Your assignment: The entries that follow include a run beginning at the line with "pub fn is_active(&self, ticket: SessionTicket)" and ending at the line with "pub fn retire(&self, ticket: SessionTicket)"; restate that run word for word and leave the rest out.

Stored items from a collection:
· · · · ·
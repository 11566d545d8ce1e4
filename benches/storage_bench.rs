//! Benchmarks for client storage and checklist persistence
//!
//! Run with: cargo bench

use criterion::{black_box, criterion_group, criterion_main, Criterion, Throughput};
use diabetrack::checklist::ChecklistTracker;
use diabetrack::classify::classify;
use diabetrack::models::{MealContext, UserProfile};
use diabetrack::storage::{
    read_json, write_json, ClientStorage, FileStorage, MemoryStorage, PROFILE_KEY,
};
use std::sync::Arc;
use tempfile::tempdir;

fn sample_profile() -> UserProfile {
    let mut profile = UserProfile::new("Bench User", "bench@example.com");
    profile.height_cm = Some(172.0);
    profile.weight_kg = Some(68.5);
    profile
}

fn bench_file_storage(c: &mut Criterion) {
    let mut group = c.benchmark_group("file_storage");

    group.bench_function("set_item", |b| {
        let dir = tempdir().unwrap();
        let storage = FileStorage::open(dir.path().join("session.json")).unwrap();

        b.iter(|| storage.set_item(black_box("token"), black_box("tok123")).unwrap());
    });

    group.bench_function("get_item", |b| {
        let dir = tempdir().unwrap();
        let storage = FileStorage::open(dir.path().join("session.json")).unwrap();
        storage.set_item("token", "tok123").unwrap();

        b.iter(|| storage.get_item(black_box("token")).unwrap());
    });

    group.bench_function("profile_roundtrip", |b| {
        let dir = tempdir().unwrap();
        let storage = FileStorage::open(dir.path().join("session.json")).unwrap();
        let profile = sample_profile();

        b.iter(|| {
            write_json(&storage, PROFILE_KEY, black_box(&profile)).unwrap();
            let _: Option<UserProfile> = read_json(&storage, PROFILE_KEY).unwrap();
        });
    });

    group.finish();
}

fn bench_checklist(c: &mut Criterion) {
    let mut group = c.benchmark_group("checklist");

    group.bench_function("toggle_memory", |b| {
        let mut checklist = ChecklistTracker::load(Arc::new(MemoryStorage::new()));
        b.iter(|| checklist.toggle(black_box("reading")).unwrap());
    });

    group.bench_function("toggle_file", |b| {
        let dir = tempdir().unwrap();
        let storage = Arc::new(FileStorage::open(dir.path().join("session.json")).unwrap());
        let mut checklist = ChecklistTracker::load(storage);
        b.iter(|| checklist.toggle(black_box("reading")).unwrap());
    });

    group.bench_function("load_file", |b| {
        let dir = tempdir().unwrap();
        let storage: Arc<dyn ClientStorage> =
            Arc::new(FileStorage::open(dir.path().join("session.json")).unwrap());
        ChecklistTracker::load(Arc::clone(&storage)).toggle("bmi").unwrap();

        b.iter(|| ChecklistTracker::load(Arc::clone(&storage)).completed());
    });

    group.finish();
}

fn bench_classify(c: &mut Criterion) {
    let mut group = c.benchmark_group("classify");
    let values: Vec<f64> = (40..=500).map(f64::from).collect();
    group.throughput(Throughput::Elements(values.len() as u64 * 2));

    group.bench_function("sweep", |b| {
        b.iter(|| {
            for v in &values {
                black_box(classify(*v, MealContext::PreMeal));
                black_box(classify(*v, MealContext::PostMeal));
            }
        })
    });

    group.finish();
}

criterion_group!(benches, bench_file_storage, bench_checklist, bench_classify);
criterion_main!(benches);
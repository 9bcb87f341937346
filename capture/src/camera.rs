//! Camera access – the device side of a recording.
//!
//! [`Camera::open`] stands for the permission prompt; a grant yields the
//! hardware tracks plus the recorder's event stream.  [`FfmpegCamera`] spawns
//! `ffmpeg` as a child process and reads the encoded WebM from its stdout.

use std::process::Stdio;
use std::time::Duration;

use async_trait::async_trait;
use tokio::io::{AsyncBufReadExt, AsyncReadExt, AsyncWriteExt, BufReader};
use tokio::process::{Child, ChildStdin, Command};
use tokio::sync::mpsc;
use tracing::{debug, info, warn};

use stickframes_common::config::Config;

use crate::error::PipelineError;

/// Callbacks of the native recorder.
#[derive(Debug, Clone, PartialEq, Eq)]
pub enum RecorderEvent {
    /// One encoded chunk; may be empty.
    DataAvailable(Vec<u8>),
    /// The encoder has flushed its last chunk.
    Stopped,
}

pub type RecorderEvents = mpsc::UnboundedReceiver<RecorderEvent>;

/// A live camera stream with an attached encoder.
pub trait MediaStream {
    /// Ask the encoder to finish.  Remaining chunks and then
    /// [`RecorderEvent::Stopped`] follow on the event channel.
    fn request_stop(&mut self);

    /// Release the camera hardware.  Safe to call more than once.
    fn stop_tracks(&mut self);
}

/// What a granted permission prompt hands back.
pub struct GrantedStream {
    pub tracks: Box<dyn MediaStream>,
    pub events: RecorderEvents,
}

#[async_trait(?Send)]
pub trait Camera {
    /// Request camera access.  Fails with [`PipelineError::Permission`] when
    /// access is denied or no camera is available; nothing is retained then.
    async fn open(&self) -> Result<GrantedStream, PipelineError>;
}

// ── ffmpeg ───────────────────────────────────────────────────────────────

const READ_CHUNK: usize = 64 * 1024;

/// Records the webcam through `ffmpeg` (VP8 in a WebM container on stdout).
pub struct FfmpegCamera {
    device: String,
    input_format: String,
}

impl FfmpegCamera {
    pub fn new(device: impl Into<String>, input_format: impl Into<String>) -> Self {
        FfmpegCamera {
            device: device.into(),
            input_format: input_format.into(),
        }
    }

    pub fn from_config(config: &Config) -> Self {
        Self::new(&config.camera_device, &config.camera_input_format)
    }
}

#[async_trait(?Send)]
impl Camera for FfmpegCamera {
    async fn open(&self) -> Result<GrantedStream, PipelineError> {
        let mut cmd = Command::new("ffmpeg");
        cmd.args(["-hide_banner", "-loglevel", "error"]);
        cmd.args(["-f", &self.input_format, "-i", &self.device]);
        cmd.args([
            "-an",
            "-c:v",
            "libvpx",
            "-deadline",
            "realtime",
            "-b:v",
            "1M",
            "-f",
            "webm",
            "pipe:1",
        ]);
        cmd.stdin(Stdio::piped())
            .stdout(Stdio::piped())
            .stderr(Stdio::piped())
            .kill_on_drop(true);

        let mut child = cmd.spawn().map_err(|e| {
            PipelineError::Permission(format!("cannot start ffmpeg: {e}"))
        })?;

        // Drain stderr so device errors reach the log and the pipe never
        // fills up and blocks ffmpeg.
        if let Some(stderr) = child.stderr.take() {
            tokio::spawn(async move {
                let mut lines = BufReader::new(stderr).lines();
                while let Ok(Some(line)) = lines.next_line().await {
                    if !line.is_empty() {
                        warn!("[ffmpeg] {line}");
                    }
                }
                debug!("ffmpeg stderr stream ended");
            });
        }

        // Give ffmpeg a moment to fail on a missing or busy device before
        // declaring the camera granted.
        tokio::time::sleep(Duration::from_millis(500)).await;
        match child.try_wait() {
            Ok(Some(status)) => {
                return Err(PipelineError::Permission(format!(
                    "ffmpeg exited immediately with {status} – check CAMERA_DEVICE ({})",
                    self.device
                )));
            }
            Ok(None) => {}
            Err(e) => warn!("Cannot check ffmpeg status: {e}"),
        }

        let stdout = child
            .stdout
            .take()
            .ok_or_else(|| PipelineError::Permission("ffmpeg stdout unavailable".into()))?;
        let stdin = child.stdin.take();

        let (tx, events) = mpsc::unbounded_channel();
        tokio::spawn(async move {
            let mut stdout = stdout;
            let mut buf = vec![0u8; READ_CHUNK];
            loop {
                match stdout.read(&mut buf).await {
                    Ok(0) => break,
                    Ok(n) => {
                        if tx.send(RecorderEvent::DataAvailable(buf[..n].to_vec())).is_err() {
                            break;
                        }
                    }
                    Err(e) => {
                        warn!("Cannot read ffmpeg output: {e}");
                        break;
                    }
                }
            }
            let _ = tx.send(RecorderEvent::Stopped);
        });

        info!(
            "Camera {} opened (ffmpeg pid={:?}, format={})",
            self.device,
            child.id(),
            self.input_format
        );

        Ok(GrantedStream {
            tracks: Box::new(FfmpegStream {
                child,
                stdin,
                released: false,
            }),
            events,
        })
    }
}

struct FfmpegStream {
    child: Child,
    stdin: Option<ChildStdin>,
    released: bool,
}

impl MediaStream for FfmpegStream {
    fn request_stop(&mut self) {
        // `q` makes ffmpeg finish the container and exit, which closes
        // stdout and emits `Stopped`.
        match self.stdin.take() {
            Some(mut stdin) => {
                tokio::spawn(async move {
                    if let Err(e) = stdin.write_all(b"q").await {
                        warn!("Cannot signal ffmpeg to stop: {e}");
                    }
                });
            }
            None => self.stop_tracks(),
        }
    }

    fn stop_tracks(&mut self) {
        if self.released {
            return;
        }
        self.released = true;
        self.stdin = None;
        match self.child.try_wait() {
            Ok(Some(status)) => debug!("ffmpeg already exited with {status}"),
            Ok(None) => {
                if let Err(e) = self.child.start_kill() {
                    warn!("Cannot stop ffmpeg: {e}");
                } else {
                    info!("Camera released");
                }
            }
            Err(e) => warn!("Cannot check ffmpeg status: {e}"),
        }
    }
}

impl Drop for FfmpegStream {
    fn drop(&mut self) {
        self.stop_tracks();
    }
}
//! Media capture state machine.
//!
//! The recorder's callbacks (permission grant/denial, data available, stop)
//! are explicit transition functions here, so the lifecycle can be driven
//! without a camera.  The async side lives in [`crate::recording`].
//!
//! ```text
//! Idle ──grant──▶ Recording ──stopped──▶ Recorded ──upload──▶ Uploading ──▶ Idle
//!   ▲                                       │
//!   └────────────── retake / teardown ──────┘
//! ```

use std::fmt;
use std::rc::Rc;

use tracing::{debug, info, warn};

use crate::camera::MediaStream;
use crate::error::{PipelineError, Result};
use crate::media::VideoBlob;
use crate::object_url::{ObjectUrl, ObjectUrls};
use crate::session::{SessionTicket, SessionTracker};

#[derive(Debug, Clone, Copy, PartialEq, Eq)]
pub enum CaptureStatus {
    Idle,
    Recording,
    Recorded,
    Uploading,
}

impl fmt::Display for CaptureStatus {
    fn fmt(&self, f: &mut fmt::Formatter<'_>) -> fmt::Result {
        let s = match self {
            Self::Idle => "idle",
            Self::Recording => "recording",
            Self::Recorded => "recorded",
            Self::Uploading => "uploading",
        };
        f.write_str(s)
    }
}

pub struct CaptureController {
    status: CaptureStatus,
    /// Waiting on the camera permission prompt.
    permission_pending: bool,
    /// Stop requested, waiting for the recorder's stop event.
    stopping: bool,
    session: Option<SessionTicket>,
    tracks: Option<Box<dyn MediaStream>>,
    chunks: Vec<Vec<u8>>,
    blob: Option<Rc<VideoBlob>>,
    preview: Option<ObjectUrl>,
    urls: ObjectUrls,
    sessions: SessionTracker,
    mime: String,
    error: Option<String>,
}

impl CaptureController {
    pub fn new(urls: ObjectUrls, sessions: SessionTracker, mime: impl Into<String>) -> Self {
        CaptureController {
            status: CaptureStatus::Idle,
            permission_pending: false,
            stopping: false,
            session: None,
            tracks: None,
            chunks: Vec::new(),
            blob: None,
            preview: None,
            urls,
            sessions,
            mime: mime.into(),
            error: None,
        }
    }

    pub fn status(&self) -> CaptureStatus {
        self.status
    }

    pub fn session(&self) -> Option<SessionTicket> {
        self.session
    }

    /// Preview reference of the finished recording, while `Recorded` or
    /// `Uploading`.
    pub fn preview(&self) -> Option<&ObjectUrl> {
        self.preview.as_ref()
    }

    pub fn blob(&self) -> Option<&VideoBlob> {
        self.blob.as_deref()
    }

    pub fn has_live_tracks(&self) -> bool {
        self.tracks.is_some()
    }

    pub fn is_permission_pending(&self) -> bool {
        self.permission_pending
    }

    pub fn last_error(&self) -> Option<&str> {
        self.error.as_deref()
    }

    pub fn set_error(&mut self, message: impl Into<String>) {
        self.error = Some(message.into());
    }

    fn invalid(&self, action: &'static str) -> PipelineError {
        debug!("Rejected {action} while {}", self.status);
        PipelineError::InvalidState {
            action,
            status: self.status,
        }
    }

    // ── start ────────────────────────────────────────────────────────

    /// About to show the camera permission prompt.
    pub fn begin_start(&mut self) -> Result<()> {
        if self.status != CaptureStatus::Idle || self.permission_pending {
            return Err(self.invalid("start recording"));
        }
        self.permission_pending = true;
        self.error = None;
        Ok(())
    }

    /// The prompt was granted: bind the stream and start buffering chunks.
    ///
    /// A grant that arrives after teardown is released immediately.
    pub fn on_permission_granted(
        &mut self,
        mut tracks: Box<dyn MediaStream>,
    ) -> Result<SessionTicket> {
        if !self.permission_pending || self.status != CaptureStatus::Idle {
            tracks.stop_tracks();
            return Err(self.invalid("bind camera stream"));
        }

        let ticket = self.sessions.begin();
        self.permission_pending = false;
        self.stopping = false;
        self.chunks.clear();
        self.tracks = Some(tracks);
        self.session = Some(ticket);
        self.status = CaptureStatus::Recording;
        info!("Recording started ({ticket:?})");
        Ok(ticket)
    }

    /// The prompt was denied or no camera exists.  Stays `Idle`.
    pub fn on_permission_denied(&mut self, err: PipelineError) -> PipelineError {
        self.permission_pending = false;
        warn!("Camera unavailable: {err}");
        self.error = Some(err.to_string());
        err
    }

    // ── recording ────────────────────────────────────────────────────

    pub fn on_data_available(&mut self, chunk: Vec<u8>) {
        if self.status != CaptureStatus::Recording {
            debug!("Dropping {} byte chunk while {}", chunk.len(), self.status);
            return;
        }
        if !chunk.is_empty() {
            self.chunks.push(chunk);
        }
    }

    /// Ask the encoder to finish; [`Self::on_recorder_stopped`] follows.
    pub fn request_stop(&mut self) -> Result<()> {
        if self.status != CaptureStatus::Recording || self.stopping {
            return Err(self.invalid("stop recording"));
        }
        self.stopping = true;
        if let Some(tracks) = self.tracks.as_mut() {
            tracks.request_stop();
        }
        Ok(())
    }

    /// The recorder's stop event: finalise the blob, release the camera and
    /// create the single preview reference.
    pub fn on_recorder_stopped(&mut self) -> Result<()> {
        if self.status != CaptureStatus::Recording {
            return Err(self.invalid("finish recording"));
        }

        let blob = Rc::new(VideoBlob::from_chunks(
            std::mem::take(&mut self.chunks),
            &self.mime,
        ));

        // The last frame stays on screen, but the hardware must go.
        if let Some(mut tracks) = self.tracks.take() {
            tracks.stop_tracks();
        }

        self.urls.release(self.preview.take().as_ref());
        self.preview = Some(self.urls.acquire(blob.clone()));
        info!("Recording finished ({} bytes)", blob.len());

        self.blob = Some(blob);
        self.stopping = false;
        self.status = CaptureStatus::Recorded;
        Ok(())
    }

    // ── retake / upload ──────────────────────────────────────────────

    /// Cleanup half of a retake: revoke the preview and discard the blob.
    pub fn discard_recording(&mut self) -> Result<()> {
        if self.status != CaptureStatus::Recorded {
            return Err(self.invalid("retake"));
        }
        self.clear_recording();
        if let Some(ticket) = self.session.take() {
            self.sessions.retire(ticket);
        }
        self.status = CaptureStatus::Idle;
        Ok(())
    }

    /// Hand the finished recording to the uploader.
    ///
    /// Processing is the user's latest intent, so the upload runs under a
    /// fresh session even if a file upload finished since the recording.
    pub fn begin_upload(&mut self) -> Result<(SessionTicket, Rc<VideoBlob>)> {
        if self.status != CaptureStatus::Recorded {
            return Err(self.invalid("process recording"));
        }
        let Some(blob) = self.blob.clone() else {
            return Err(self.invalid("process recording"));
        };
        let ticket = self.sessions.begin();
        self.session = Some(ticket);
        self.error = None;
        self.status = CaptureStatus::Uploading;
        Ok((ticket, blob))
    }

    /// Upload finished, either way.  The recording is discarded and the
    /// controller returns to `Idle`; failures leave their message behind.
    ///
    /// Ignored when `ticket` is not the upload this controller started.
    pub fn finish_upload(&mut self, ticket: SessionTicket, outcome: Result<(), &PipelineError>) {
        if self.status != CaptureStatus::Uploading || self.session != Some(ticket) {
            debug!("Ignoring upload result for {ticket:?}");
            return;
        }
        self.clear_recording();
        self.session = None;
        self.status = CaptureStatus::Idle;
        if let Err(err) = outcome {
            self.error = Some(err.to_string());
        }
    }

    /// Unmount: release the camera and every reference, back to `Idle`.
    pub fn teardown(&mut self) {
        if let Some(mut tracks) = self.tracks.take() {
            tracks.stop_tracks();
        }
        self.clear_recording();
        self.chunks.clear();
        if let Some(ticket) = self.session.take() {
            self.sessions.retire(ticket);
        }
        self.permission_pending = false;
        self.stopping = false;
        self.status = CaptureStatus::Idle;
    }

    fn clear_recording(&mut self) {
        self.urls.release(self.preview.take().as_ref());
        self.blob = None;
    }
}

impl Drop for CaptureController {
    fn drop(&mut self) {
        self.teardown();
    }
}
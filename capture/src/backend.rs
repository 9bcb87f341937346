//! HTTP client for the processing backend.
//!
//! The orchestrator and the availability probe only see the [`Backend`]
//! trait; [`HttpBackend`] is the reqwest implementation used by the binary.

use anyhow::{Context, Result};
use async_trait::async_trait;
use reqwest::multipart::{Form, Part};
use tracing::{debug, info};

use stickframes_common::config::Config;
use stickframes_common::landmarks::LandmarkKind;
use stickframes_common::protocol::{resolve_locator, UploadResult, VIDEO_FIELD};

use crate::error::{RetrievalError, UploadError};
use crate::media::VideoBlob;

#[async_trait(?Send)]
pub trait Backend {
    /// Lightweight reachability request.  Any HTTP response counts as
    /// reachable; only transport failures are errors.
    async fn ping(&self) -> Result<()>;

    /// Submit a video to the ingest endpoint and parse the returned locators.
    async fn upload(&self, video: &VideoBlob) -> Result<UploadResult, UploadError>;

    /// Fetch the raw landmark text behind one locator.
    async fn fetch_landmarks(
        &self,
        kind: LandmarkKind,
        locator: &str,
    ) -> Result<String, RetrievalError>;
}

pub struct HttpBackend {
    client: reqwest::Client,
    api_root: String,
    upload_path: String,
    probe_path: String,
    probe_timeout: std::time::Duration,
}

impl HttpBackend {
    pub fn new(config: &Config) -> Result<Self> {
        let client = reqwest::Client::builder()
            .timeout(config.request_timeout())
            .build()
            .context("Cannot create HTTP client")?;

        Ok(HttpBackend {
            client,
            api_root: config.api_root.clone(),
            upload_path: config.upload_path.clone(),
            probe_path: config.probe_path.clone(),
            probe_timeout: config.probe_timeout(),
        })
    }
}

#[async_trait(?Send)]
impl Backend for HttpBackend {
    async fn ping(&self) -> Result<()> {
        let url = resolve_locator(&self.api_root, &self.probe_path);
        let resp = self
            .client
            .get(&url)
            .timeout(self.probe_timeout)
            .send()
            .await
            .with_context(|| format!("GET {url}"))?;

        debug!("Probe {url} answered {}", resp.status());
        Ok(())
    }

    async fn upload(&self, video: &VideoBlob) -> Result<UploadResult, UploadError> {
        let url = resolve_locator(&self.api_root, &self.upload_path);
        let part = Part::bytes(video.data.clone())
            .file_name(video.file_name.clone())
            .mime_str(&video.mime)
            .map_err(|e| UploadError::Transport(format!("invalid MIME type {}: {e}", video.mime)))?;
        let form = Form::new().part(VIDEO_FIELD, part);

        info!(
            "Uploading {} ({} bytes, {}) to {url}",
            video.file_name,
            video.len(),
            video.mime
        );

        let resp = self
            .client
            .post(&url)
            .multipart(form)
            .send()
            .await
            .map_err(|e| UploadError::Transport(e.to_string()))?;

        let status = resp.status();
        if !status.is_success() {
            return Err(UploadError::Status(status.to_string()));
        }

        let body = resp
            .text()
            .await
            .map_err(|e| UploadError::Transport(e.to_string()))?;
        UploadResult::parse(&body).map_err(|e| UploadError::Malformed(e.to_string()))
    }

    async fn fetch_landmarks(
        &self,
        kind: LandmarkKind,
        locator: &str,
    ) -> Result<String, RetrievalError> {
        let url = resolve_locator(&self.api_root, locator);
        let transport = |e: reqwest::Error| RetrievalError::Transport {
            kind,
            reason: e.to_string(),
        };

        let resp = self.client.get(&url).send().await.map_err(transport)?;
        let status = resp.status();
        if !status.is_success() {
            return Err(RetrievalError::Status {
                kind,
                status: status.to_string(),
            });
        }

        let text = resp.text().await.map_err(transport)?;
        debug!("Fetched {kind} landmarks from {url} ({} bytes)", text.len());
        Ok(text)
    }
}
//! Capture-session identity.
//!
//! Results are only applied for the session that is still active when they
//! arrive; a response for a superseded session is dropped.

use std::cell::Cell;
use std::rc::Rc;

/// Identity of one capture session (a recording attempt or a file pick).
#[derive(Debug, Clone, Copy, PartialEq, Eq, Hash)]
pub struct SessionTicket(u64);

/// Hands out tickets; the most recently begun one is the active session.
#[derive(Debug, Clone, Default)]
pub struct SessionTracker {
    current: Rc<Cell<u64>>,
}

impl SessionTracker {
    pub fn new() -> Self {
        Self::default()
    }

    /// Start a new session, superseding whichever one was active.
    pub fn begin(&self) -> SessionTicket {
        let next = self.current.get() + 1;
        self.current.set(next);
        SessionTicket(next)
    }

    pub fn is_active(&self, ticket: SessionTicket) -> bool {
        self.current.get() == ticket.0
    }

    /// End `ticket` without starting another one.  No-op if it was already
    /// superseded.
    pub fn retire(&self, ticket: SessionTicket) {
        if self.is_active(ticket) {
            self.current.set(ticket.0 + 1);
        }
    }
}
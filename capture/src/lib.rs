//! Stick Frames capture-and-retrieval pipeline.
//!
//! A video comes either from a file ([`upload::UploadSection`]) or from the
//! webcam ([`recording::CameraSection`]), is uploaded to the processing
//! backend, and the three landmark streams it returns are fetched together
//! and handed to a [`sink::LandmarkSink`].
//!
//! Everything runs on one thread: shared state is `Rc`/`RefCell`, device and
//! backend seams are `?Send` async traits, and background work is spawned
//! with `tokio::task::spawn_local` inside a `LocalSet`.

pub mod backend;
pub mod camera;
pub mod controller;
pub mod error;
pub mod media;
pub mod object_url;
pub mod orchestrator;
pub mod recording;
pub mod session;
pub mod sink;
pub mod status;
pub mod upload;

#[cfg(test)]
pub(crate) mod testing;

pub use error::{PipelineError, RetrievalError, UploadError};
· · · · ·
Answer to this problem:
    pub fn is_active(&self, ticket: SessionTicket) -> bool {
        self.current.get() == ticket.0
    }

    /// End `ticket` without starting another one.  No-op if it was already
    /// superseded.
    pub fn retire(&self, ticket: SessionTicket) {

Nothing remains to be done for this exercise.